From the Guidelines
Atorvastatin and fenofibrate can be prescribed together, but with caution and close monitoring due to the increased risk of muscle-related side effects and rhabdomyolysis. This combination, known as statin-fibrate therapy, is sometimes used for patients with mixed dyslipidemia who have both elevated LDL cholesterol and high triglycerides, particularly when either medication alone doesn't adequately control both issues 1. The risk of rhabdomyolysis is lower when statins are combined with fenofibrate than gemfibrozil, as indicated by data from the FDA Adverse Event Reporting System, which showed that the number of reports of rhabdomyolysis per 1 million prescriptions was ≈15 times lower for fenofibrate than for gemfibrozil when prescribed with statins other than cerivastatin 1.
Some key points to consider when prescribing this combination include:
- Starting with lower doses of both medications and monitoring patients more closely for muscle-related side effects and liver function tests 1
- Checking liver function tests and muscle enzyme levels periodically
- Patients taking this combination should promptly report any unexplained muscle pain, tenderness, or weakness to their healthcare provider
- The combination works effectively because statins primarily lower LDL cholesterol by inhibiting cholesterol production in the liver, while fibrates mainly reduce triglycerides and modestly increase HDL cholesterol through different mechanisms involving gene activation
It's also important to note that the expert panel of the 2013 American College of Cardiology/American Heart Association blood cholesterol guideline recommended that “Fenofibrate may be considered concomitantly with a low- or moderate-intensity statin only if the benefits from ASCVD risk reduction or triglyceride lowering when triglycerides are ≥500 mg/dL are judged to outweigh the potential risk for adverse effects” 1. However, the FDA-approved product labeling recommends that the combined use of gemfibrozil with lovastatin, fluvastatin, pravastatin, pitavastatin, atorvastatin, and rosuvastatin should be avoided 1.
From the FDA Drug Label
Data from observational studies indicate that the risk for rhabdomyolysis is increased when fibrates, in particular gemfibrozil, are co-administered with a statin The combination should be avoided unless the benefit of further alterations in lipid levels is likely to outweigh the increased risk of this drug combination [see Clinical Pharmacology (12. 3)].
The use of atorvastatin and fenofibrate together may increase the risk of myopathy and rhabdomyolysis. This combination should be avoided unless the potential benefits outweigh the increased risk.
- Key considerations:
- The risk of serious muscle toxicity appears to be increased in elderly patients and in patients with diabetes, renal insufficiency, or hypothyroidism.
- Patients should be advised to report promptly unexplained muscle pain, tenderness or weakness, particularly if accompanied by malaise or fever.
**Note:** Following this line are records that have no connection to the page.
pub mod error;
pub mod types;

pub use error::{Result, StoreError};
pub use types::{NewRequest, Record, RequestStatus};
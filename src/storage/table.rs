use crate::core::{NewRequest, Record, RequestStatus, Result, StoreError};
use chrono::Utc;

/// Ordered collection of records plus the id allocator.
///
/// Lookups are linear scans; insertion order is the listing order.
/// `revision` counts applied mutations and is never persisted.
#[derive(Debug, Clone)]
pub struct RequestTable {
    records: Vec<Record>,
    next_id: u64,
    revision: u64,
}

impl RequestTable {
    pub fn new() -> Self {
        Self {
            records: Vec::new(),
            next_id: 1,
            revision: 0,
        }
    }

    /// Rebuilds a table from loaded records. The id counter is derived from
    /// the data, never from a stored value.
    ///
    /// Fails when the largest stored id leaves no room for another one.
    pub fn from_records(records: Vec<Record>) -> Result<Self> {
        let next_id = match records.iter().map(|r| r.id).max() {
            Some(max) => max.checked_add(1).ok_or(StoreError::IdsExhausted(max))?,
            None => 1,
        };
        Ok(Self {
            records,
            next_id,
            revision: 0,
        })
    }

    /// Appends a pending record under the next id. Ids are never handed out
    /// twice; once the counter would wrap, creation fails instead.
    pub fn create(&mut self, candidate: NewRequest) -> Result<Record> {
        let id = self.next_id;
        self.next_id = id
            .checked_add(1)
            .ok_or(StoreError::IdsExhausted(id))?;

        let record = candidate.into_record(id, Utc::now());
        self.records.push(record.clone());
        self.revision += 1;
        Ok(record)
    }

    pub fn update_status(&mut self, id: u64, status: RequestStatus) -> Option<Record> {
        let record = self.records.iter_mut().find(|r| r.id == id)?;
        record.status = status;
        let updated = record.clone();
        self.revision += 1;
        Some(updated)
    }

    pub fn delete(&mut self, id: u64) -> bool {
        match self.position(id) {
            Some(idx) => {
                self.records.remove(idx);
                self.revision += 1;
                true
            }
            None => false,
        }
    }

    pub fn get(&self, id: u64) -> Option<Record> {
        self.records.iter().find(|r| r.id == id).cloned()
    }

    pub fn all(&self) -> Vec<Record> {
        self.records.clone()
    }

    pub fn by_status(&self, status: RequestStatus) -> Vec<Record> {
        self.records
            .iter()
            .filter(|r| r.status == status)
            .cloned()
            .collect()
    }

    pub fn records(&self) -> &[Record] {
        &self.records
    }

    pub fn len(&self) -> usize {
        self.records.len()
    }

    pub fn is_empty(&self) -> bool {
        self.records.is_empty()
    }

    pub fn next_id(&self) -> u64 {
        self.next_id
    }

    pub fn revision(&self) -> u64 {
        self.revision
    }

    fn position(&self, id: u64) -> Option<usize> {
        self.records.iter().position(|r| r.id == id)
    }
}

impl Default for RequestTable {
    fn default() -> Self {
        Self::new()
    }
}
- CPK levels should be assessed in patients reporting these symptoms, and fenofibrate therapy should be discontinued if markedly elevated CPK levels occur or myopathy/myositis is suspected or diagnosed 2.
From the Research
Combination Therapy of Atorvastatin and Fenofibrate
- Atorvastatin (Lipitor) and fenofibrate (Tricor) can be prescribed together for the management of dyslipidemia, particularly in patients with mixed hyperlipidemia 3, 4, 5.
- The combination of a statin and a fibrate may raise the risk of myopathy and rhabdomyolysis, but fenofibrate appears to be a more appropriate choice due to less myopathic potential compared to gemfibrozil 3.
- Studies have shown that combination therapy with atorvastatin and fenofibrate can improve vascular reactivity and lipid profiles in patients with combined hyperlipidemia 6, 5.
- However, there have been reports of severe rhabdomyolysis and acute renal failure associated with the combination treatment of statin and fenofibrate, highlighting the need for careful monitoring and caution when prescribing these medications together 7.
- To minimize the risk of adverse effects, combination therapy should be hospital-based, reserved for high-risk patients, and conducted with regular monitoring of liver function and creatine kinase levels 4.
Key Considerations
- Patients should have normal renal, liver, and thyroid function tests and should not be receiving therapy with cyclosporine, protease inhibitors, or drugs metabolized through cytochrome P450 (especially 3A4) 4.
- Fibrates should be prescribed in the morning and statins at night to minimize peak dose interactions, and both drug classes should be progressively titrated from low doses 4.
- Regular monitoring of liver function and creatine kinase is required, and patients should be carefully monitored for signs of myopathy and rhabdomyolysis 7, 4.